Saturday, January 17, 2015

Reflecting On A Happy Death

Back in 2003, shortly after the crash of the Space Shuttle Columbia, I wrote this short article about the Catholic teaching on death. It was brought to mind this morning by a tragic event in our local Parish. Yesterday afternoon, Deacon Mike Mims lost his life in a helicopter accident. Though we did not know him in a personal way, he was obviously a man who knew, loved, and served God in this life. We know only the barest of facts from the tragic crash that claimed his life, but the circumstances suggest that the Deacon may have had some awareness of what was about to happen to him, and this gives us some hope, as I have explained in the article that follows. As we mourn the loss of his presence in our parish and we pray for the comfort of his family, we can also reflect on our own impending death. 


“60 seconds of fear”

When I saw the headline declaring that the Columbia crew may have had as much as one minute knowing what would happen before their ship exploded, my Catholic mind sighed with relief. But this was not the response of the writer of the article, or of the world. Why is this? Is it because I am some sort of masochistic fanatic who wants others to suffer? Or is it because the world has little idea of the importance of those last sixty seconds before death. 

Happy Death


Catholics have a habit of praying for a happy death. For a long time, growing up, I thought this meant a painless death, one with little suffering. But this is far from the truth. The truth is closer to what a good friend used to say: the best way to die would be on a plane you knew was going down sitting next to a priest. In the Catholic mind, a happy death is one in which we have the opportunity to meet death with a willing heart, and a recently cleaned soul.

Suffering is Good


It is common for the loved ones of those who have died to console one another with the fact that the deceased “didn’t suffer”, “went quickly” or “died in their sleep”. And in many ways these phrases can be comforting. No one wishes that a loved one will suffer. However, imagine that loved one has things in his life that he regrets but has never asked for forgiveness. Or perhaps he has behaviors and habits that turn him from God and he has stubbornly held onto them. 

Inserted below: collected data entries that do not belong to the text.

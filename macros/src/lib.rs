//! Derive macros for todosync
//!
//! Actions in todosync are a single enum mixing user intents (things the
//! user asked for) and outcomes (what a remote call reported back). The
//! `Action` derive generates the classification helpers the reducer and the
//! log lines rely on.
//!
//! # Example
//!
//! ```ignore
//! use todosync_macros::Action;
//!
//! #[derive(Action, Clone, Debug)]
//! enum AppAction {
//!     #[intent]
//!     SetFilter { filter: Filter },
//!
//!     #[mutation]
//!     AddTodo { title: String },
//!
//!     #[outcome]
//!     TodoAdded { todo: Todo },
//! }
//!
//! assert!(AppAction::AddTodo { title: "x".into() }.is_intent());
//! assert!(AppAction::AddTodo { title: "x".into() }.is_mutation());
//! assert_eq!(AppAction::SetFilter { filter: Filter::All }.name(), "SetFilter");
//! ```

#![forbid(unsafe_code)]
#![warn(missing_docs)]

use proc_macro::TokenStream;
use quote::quote;
use syn::{parse_macro_input, Attribute, Data, DeriveInput, Fields, Ident};

/// Derive macro for action enums
///
/// Generates:
/// - `is_intent()` - true for `#[intent]` and `#[mutation]` variants
/// - `is_mutation()` - true for `#[mutation]` variants (intents that write remotely)
/// - `is_outcome()` - true for `#[outcome]` variants
/// - `name()` - the variant name, for log fields
///
/// # Attributes
///
/// - `#[intent]` - A user request that does not write to the backend
/// - `#[mutation]` - A user request that writes to the backend
/// - `#[outcome]` - A result fed back by an effect
///
/// Unmarked variants are neither intents nor outcomes.
///
/// # Errors
///
/// Produces a compile error if:
/// - Applied to a non-enum type
/// - A variant carries more than one classification attribute
#[proc_macro_derive(Action, attributes(intent, mutation, outcome))]
pub fn derive_action(input: TokenStream) -> TokenStream {
    let input = parse_macro_input!(input as DeriveInput);
    let name = &input.ident;

    let Data::Enum(data_enum) = &input.data else {
        return syn::Error::new_spanned(input, "#[derive(Action)] can only be used on enums")
            .to_compile_error()
            .into();
    };

    let mut intent_arms = Vec::new();
    let mut mutation_arms = Vec::new();
    let mut outcome_arms = Vec::new();
    let mut name_arms = Vec::new();

    for variant in &data_enum.variants {
        let is_intent = has_attribute(&variant.attrs, "intent");
        let is_mutation = has_attribute(&variant.attrs, "mutation");
        let is_outcome = has_attribute(&variant.attrs, "outcome");

        let marks = [is_intent, is_mutation, is_outcome]
            .iter()
            .filter(|marked| **marked)
            .count();
        if marks > 1 {
            return syn::Error::new_spanned(
                variant,
                "Variant can carry only one of #[intent], #[mutation] or #[outcome]",
            )
            .to_compile_error()
            .into();
        }

        let pattern = variant_pattern(&variant.ident, &variant.fields);

        if is_intent || is_mutation {
            intent_arms.push(quote! { #pattern => true, });
        }
        if is_mutation {
            mutation_arms.push(quote! { #pattern => true, });
        }
        if is_outcome {
            outcome_arms.push(quote! { #pattern => true, });
        }

        let label = variant.ident.to_string();
        name_arms.push(quote! { #pattern => #label, });
    }

    let expanded = quote! {
        impl #name {
            /// Returns true if this action is a user intent
            #[must_use]
            pub const fn is_intent(&self) -> bool {
                match self {
                    #(#intent_arms)*
                    _ => false,
                }
            }

            /// Returns true if this intent writes to the backend
            #[must_use]
            pub const fn is_mutation(&self) -> bool {
                match self {
                    #(#mutation_arms)*
                    _ => false,
                }
            }

            /// Returns true if this action reports the result of a remote call
            #[must_use]
            pub const fn is_outcome(&self) -> bool {
                match self {
                    #(#outcome_arms)*
                    _ => false,
                }
            }

            /// Returns the variant name
            #[must_use]
            pub const fn name(&self) -> &'static str {
                match self {
                    #(#name_arms)*
                }
            }
        }
    };

    TokenStream::from(expanded)
}

/// Builds a wildcard match pattern for a variant
fn variant_pattern(ident: &Ident, fields: &Fields) -> proc_macro2::TokenStream {
    match fields {
        Fields::Named(_) => quote! { Self::#ident { .. } },
        Fields::Unnamed(_) => quote! { Self::#ident(..) },
        Fields::Unit => quote! { Self::#ident },
    }
}

/// Helper function to check if an attribute list contains a specific attribute
fn has_attribute(attrs: &[Attribute], name: &str) -> bool {
    attrs.iter().any(|attr| attr.path().is_ident(name))
}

Let’s face it, none of us is without sin, and all of us have neglected our relationship with God in some way or another. It is only in this life that we can freely turn to God and ask for healing and forgiveness. Once we have died, our fate is sealed. 
We all know that we will one day die, but seldom do we have a chance to know ahead of time when that will be. Most of us imagine, or at least hope, that we will die at a ripe old age, after those final years of contented retirement during which we spent a lot of time in contemplative prayer. 

Necessary Things


However, our death could come today, tomorrow, in ten years, 30 years…or in 60 seconds. Think of the great gift of one small minute when an untimely death comes upon us. In that sixty seconds I can quickly bring to mind the ways in which I have offended God, and ask him for forgiveness. I can recite the Act of Contrition—a perfect formula for getting right with God. I can even offer my suffering, both mental and physical, in reparation for my sins or for a loved one whom I will leave behind. 

Sixty seconds could be enough to get me a free pass straight to heaven, without a moment’s lingering in purgatory. Not only should we thank God when others have had those final moments, but we should pray that we, too, have the gift of time to face death willingly, and with true contrition for our sins. And perhaps a little final suffering would come in handy…but only if necessary.